Up until a few years ago, we were restricted to searching the web using text queries. However, with advancements in the field of computer vision, it's now possible to search using images. The act of searching the internet with the help of images is called reverse image search.
What is reverse image search?
Reverse image search is a type of search engine technique used to find similar images on the web. It takes an image file as input and returns results containing related images. It's similar to how we perform online searches using specific keywords, but with images instead of text queries.
Among the many tools and search engines that enable users to perform a reverse search, Google reverse image search is the most popular. It allows you to reverse search by uploading an image or inputting the image URL.
In other words, reverse image search is a content-based image retrieval query technique. The image uploaded to the visual search engine acts as the search query and makes it easier for users to search for things they aren't sure about how to describe in words. It's also useful to find the source of an image, the same image in different sizes, and an image’s copyright status.
Reverse image search vs. visual search
Reverse image search is also referred to as visual search or image-powered internet browsing. Visual search is generally used to describe reverse image search in the e-commerce industry, specifically in fashion and home decor.
Visual search enables shoppers to search for stylistically or thematically-related items using images, which would otherwise be a challenge if they relied on text queries alone. Google Lens, Pinterest Lens, and eBay's visual search feature are a few tools people can use for visual search.

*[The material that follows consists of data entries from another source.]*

//! Registration of geometry tables and their reprojected copies.

use std::collections::BTreeSet;

use thiserror::Error;

use crate::database::{Database, DatabaseError};
use crate::schema::{
    ColumnDescription, ColumnKind, GID_COLUMN, GeometrySource, GeometrySourceProjected,
    GeometryType, Metadata, NewGeometrySource, Srid, TableInfo, TableSchema,
};

/// Errors raised while registering a table.
#[derive(Debug, Error)]
pub enum RegistrationError {
    /// The table has no geometry column.
    #[error("table {table} has no geometry column")]
    NoGeometryColumn {
        /// Offending table.
        table: String,
    },
    /// The table has more than one geometry column.
    #[error("table {table} has {} geometry columns: {}", columns.len(), columns.join(", "))]
    AmbiguousGeometryColumn {
        /// Offending table.
        table: String,
        /// Every geometry column found.
        columns: Vec<String>,
    },
    /// The table was registered earlier in the run.
    #[error("table {table} is already registered")]
    AlreadyRegistered {
        /// Offending table.
        table: String,
    },
    /// No SRID was supplied and the column does not declare one.
    #[error("geometry column {column} of {table} has no declared SRID")]
    UnknownSrid {
        /// Offending table.
        table: String,
        /// Geometry column.
        column: String,
    },
    /// The requested business key column does not exist.
    #[error("business key column {column} does not exist on {table}")]
    UnknownBusinessKey {
        /// Offending table.
        table: String,
        /// Requested column.
        column: String,
    },
    /// The backend failed.
    #[error(transparent)]
    Database(#[from] DatabaseError),
}

/// How a table should be registered.
#[derive(Debug, Clone, Default, PartialEq, Eq)]
pub struct RegisterOptions {
    /// Detect and record a geometry source for the table.
    pub detect_geometry: bool,
    /// Native SRID; defaults to the SRID declared on the geometry column.
    pub native_srid: Option<Srid>,
    /// Natural key column used to link attribute tables.
    pub business_key: Option<String>,
}

impl RegisterOptions {
    /// Options for a plain attribute table.
    pub fn attribute() -> Self {
        Self::default()
    }

    /// Options for a geometry table.
    pub fn geometry(native_srid: Option<Srid>, business_key: Option<String>) -> Self {
        Self {
            detect_geometry: true,
            native_srid,
            business_key,
        }
    }
}

/// Name of the reprojected copy of `column` in `srid`.
///
/// # Examples
///
/// ```
/// use census_core::{Srid, projected_column_name};
///
/// assert_eq!(projected_column_name("geom", Srid::new(3112)), "geom_3112");
/// ```
pub fn projected_column_name(column: &str, srid: Srid) -> String {
    format!("{column}_{srid}")
}

/// Deterministic name of the spatial index over `table.column`.
///
/// # Examples
///
/// ```
/// use census_core::spatial_index_name;
///
/// assert_eq!(spatial_index_name("regions", "geom_3857"), "regions_geom_3857_gist");
/// ```
pub fn spatial_index_name(table: &str, column: &str) -> String {
    format!("{table}_{column}_gist")
}

/// Find the single geometry column of a table.
pub fn detect_geometry_column(schema: &TableSchema) -> Result<&ColumnDescription, RegistrationError> {
    let mut found = schema.geometry_columns();
    let first = found
        .next()
        .ok_or_else(|| RegistrationError::NoGeometryColumn {
            table: schema.name.clone(),
        })?;
    if found.next().is_some() {
        return Err(RegistrationError::AmbiguousGeometryColumn {
            table: schema.name.clone(),
            columns: schema
                .geometry_columns()
                .map(|column| column.name.clone())
                .collect(),
        });
    }
    Ok(first)
}

/// Registers tables and keeps geometry projections complete.
///
/// The mandatory SRIDs are the coordinate systems every geometry source must
/// be available in once registration completes. Projections are committed
/// one at a time, so a failure part way through leaves the earlier ones in
/// place; [`GeometryRegistrar::missing_projections`] reports the gap.
#[derive(Debug, Clone, Default)]
pub struct GeometryRegistrar {
    mandatory_srids: BTreeSet<Srid>,
    repair: bool,
}

impl GeometryRegistrar {
    /// Create a registrar for the given mandatory SRIDs.
    pub fn new<I>(mandatory_srids: I) -> Self
    where
        I: IntoIterator<Item = Srid>,
    {
        Self {
            mandatory_srids: mandatory_srids.into_iter().collect(),
            repair: false,
        }
    }

    /// Repair invalid geometries before projecting them.
    #[must_use]
    pub fn with_repair(mut self, repair: bool) -> Self {
        self.repair = repair;
        self
    }

    /// Mandatory SRIDs, in ascending order.
    pub fn mandatory_srids(&self) -> impl Iterator<Item = Srid> + '_ {
        self.mandatory_srids.iter().copied()
    }

    /// Register a table already present in the database.
    ///
    /// With `detect_geometry` set, the table must have exactly one geometry
    /// column. Its type is classified from the values present, a
    /// [`GeometrySource`] is recorded and the column is reprojected into
    /// every mandatory SRID other than the native one.
    pub fn register<D>(
        &self,
        db: &mut D,
        table: &str,
        options: &RegisterOptions,
    ) -> Result<TableInfo, RegistrationError>
    where
        D: Database + ?Sized,
    {
        if db.find_table_info(table)?.is_some() {
            return Err(RegistrationError::AlreadyRegistered {
                table: table.to_owned(),
            });
        }
        if !options.detect_geometry {
            let info = db.insert_table_info(table, &Metadata::new())?;
            db.commit()?;
            log::debug!("registered table {table}");
            return Ok(info);
        }

        let schema = db.describe_table(table)?;
        let geometry_column = detect_geometry_column(&schema)?;
        let declared = match &geometry_column.kind {
            ColumnKind::Geometry { srid } => *srid,
            ColumnKind::Scalar(_) => None,
        };
        let srid = options
            .native_srid
            .or(declared)
            .ok_or_else(|| RegistrationError::UnknownSrid {
                table: table.to_owned(),
                column: geometry_column.name.clone(),
            })?;
        if let Some(key) = options.business_key.as_deref()
            && !schema.has_column(key)
        {
            return Err(RegistrationError::UnknownBusinessKey {
                table: table.to_owned(),
                column: key.to_owned(),
            });
        }

        let observed = db.geometry_types(table, &geometry_column.name)?;
        let geometry_type = GeometryType::classify(&observed);
        if geometry_type == GeometryType::Geometry && observed.len() > 1 {
            log::warn!(
                "{table}.{} mixes geometry types ({}); recording as GEOMETRY",
                geometry_column.name,
                observed.join(", ")
            );
        }

        let info = db.insert_table_info(table, &Metadata::new())?;
        let source = db.insert_geometry_source(NewGeometrySource {
            table_info_id: info.id,
            table: table.to_owned(),
            column: geometry_column.name.clone(),
            geometry_type,
            srid,
            gid_column: GID_COLUMN.to_owned(),
            business_key: options.business_key.clone(),
        })?;
        if self.repair {
            let repaired = db.repair_geometries(table, &source.column)?;
            if repaired > 0 {
                log::info!("repaired {repaired} invalid geometries in {table}");
            }
        }
        db.commit()?;
        log::info!(
            "registered geometry source {table}.{} ({geometry_type}, SRID {srid})",
            source.column
        );

        for target in self.mandatory_srids.iter().copied().filter(|s| *s != srid) {
            self.reproject(db, &source, &schema, target)?;
        }
        Ok(info)
    }

    /// Create, populate and index the copy of `source` in `srid`.
    ///
    /// Re-running for the same SRID recomputes the column and reuses the
    /// existing column, catalogue row and index.
    pub fn reproject<D>(
        &self,
        db: &mut D,
        source: &GeometrySource,
        schema: &TableSchema,
        srid: Srid,
    ) -> Result<GeometrySourceProjected, RegistrationError>
    where
        D: Database + ?Sized,
    {
        let column = projected_column_name(&source.column, srid);
        if !schema.has_column(&column) {
            db.add_geometry_column(&source.table, &column, srid, source.geometry_type)?;
        }
        let rows = db.transform_geometry(&source.table, &source.column, &column, srid)?;

        let projection = GeometrySourceProjected {
            geometry_source_id: source.id,
            srid,
            column,
        };
        let recorded = db
            .projections(source.id)?
            .iter()
            .any(|existing| existing.srid == srid);
        if !recorded {
            db.insert_projection(&projection)?;
        }

        let index = spatial_index_name(&source.table, &projection.column);
        if !db.index_exists(&index)? {
            db.create_spatial_index(&index, &source.table, &projection.column)?;
        }
        db.commit()?;
        log::info!(
            "projected {} rows of {}.{} into {}",
            rows,
            source.table,
            source.column,
            projection.column
        );
        Ok(projection)
    }

    /// Mandatory SRIDs that `source` is not yet available in.
    pub fn missing_projections<D>(
        &self,
        db: &mut D,
        source: &GeometrySource,
    ) -> Result<Vec<Srid>, RegistrationError>
    where
        D: Database + ?Sized,
    {
        let present: BTreeSet<Srid> = db
            .projections(source.id)?
            .into_iter()
            .map(|projection| projection.srid)
            .chain(std::iter::once(source.srid))
            .collect();
        Ok(self
            .mandatory_srids
            .difference(&present)
            .copied()
            .collect())
    }
}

To enrich the shopping experience, several retailers are trying to develop their own visual search engines. With retail image recognition software, businesses can keep up with companies like eBay, Amazon, and Marks & Spencer who recently developed their own proprietary visual search mechanisms.
To win the hearts of visual search engines (or simply SEO crawlers), marketers optimize image alt text and description. This process of optimizing images is called image optimization or image SEO.
Why use reverse image search?
The internet contains trillions of images. Navigating through hundreds of photos each text query returns is challenging, and you might not find what you're looking for.
Of course, Googling queries like "coffee shops near me," " cute puppy," and "red outfit for toddler boy" takes only a few seconds. And the search results might satisfy your needs if you aren't looking for anything specific.
But the problem arises when you aren't able to fully describe what you want to search for.
You might’ve seen a dog but don't know its breed. Or you might want to buy an outfit that looks exactly like the one someone has or similar. In such instances, it's easier to perform a reverse image search than to describe it to the search engine. It's easier to show a picture to your friend than to explain what it's about; it’s the same concept.
For artists and content creators, reverse image search is a quick way of checking whether someone has posted or reused their work online without their permission. The best part is that creators can check for modified versions of their work as well.
Did you know? Google may store the images uploaded for the reverse search for up to seven days.
Here are some of the benefits of using reverse image search.
1. Track image usage
With reverse image search, it's possible to track your images online and identify the websites on which they're published. By discovering how and where your photos are used online, you can fight image theft.
In other words, reverse image search technology lets you recover compensation for unauthorized use and take control of your creative work. Tracking image use by reverse image search is not restricted to photographs, TV pictures, e-commerce product photos, and drawings; it also includes digitally encoded figure points within an image.
2. Explore unlabeled products
You can use reverse image lookup to hunt for products without labels displayed on Pinterest or Tumblr. For example, you can discover relevant information about any piece of furniture without proper labels.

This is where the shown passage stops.